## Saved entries
________________
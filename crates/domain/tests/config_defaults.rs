use as_domain::config::Config;

#[test]
fn default_host_is_localhost() {
    let config = Config::default();
    assert_eq!(config.server.host, "127.0.0.1");
}

#[test]
fn explicit_zero_host_parses() {
    let toml_str = r#"
[server]
host = "0.0.0.0"
port = 8010
"#;
    let config: Config = toml::from_str(toml_str).unwrap();
    assert_eq!(config.server.host, "0.0.0.0");
}

#[test]
fn default_cors_allows_only_localhost() {
    let config = Config::default();
    assert!(config.server.cors.allowed_origins.contains(&"http://localhost:*".to_string()));
    assert!(config.server.cors.allowed_origins.contains(&"http://127.0.0.1:*".to_string()));
}

#[test]
fn run_section_overrides_grace() {
    let toml_str = r#"
[run]
cancel_grace_ms = 50
"#;
    let config: Config = toml::from_str(toml_str).unwrap();
    assert_eq!(config.run.cancel_grace_ms, 50);
    assert!(config.observability.otlp_endpoint.is_none());
}

#[test]
fn full_file_parses() {
    let toml_str = r#"
[server]
port = 9000
mock_step_delay_ms = 0

[server.cors]
allowed_origins = ["https://myapp.com"]

[run]
cancel_grace_ms = 100

[observability]
otlp_endpoint = "http://localhost:4317"
sample_rate = 0.5
"#;
    let config: Config = toml::from_str(toml_str).unwrap();
    assert_eq!(config.server.port, 9000);
    assert_eq!(config.server.mock_step_delay_ms, 0);
    assert_eq!(config.server.cors.allowed_origins, vec!["https://myapp.com".to_string()]);
    assert_eq!(config.observability.service_name, "assistant-stream");
    assert!(config.validate().is_empty());
}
________________
## Task goal
From the data above, count the lines that hold the string "https". Reply with only that number.

## Exercise result
2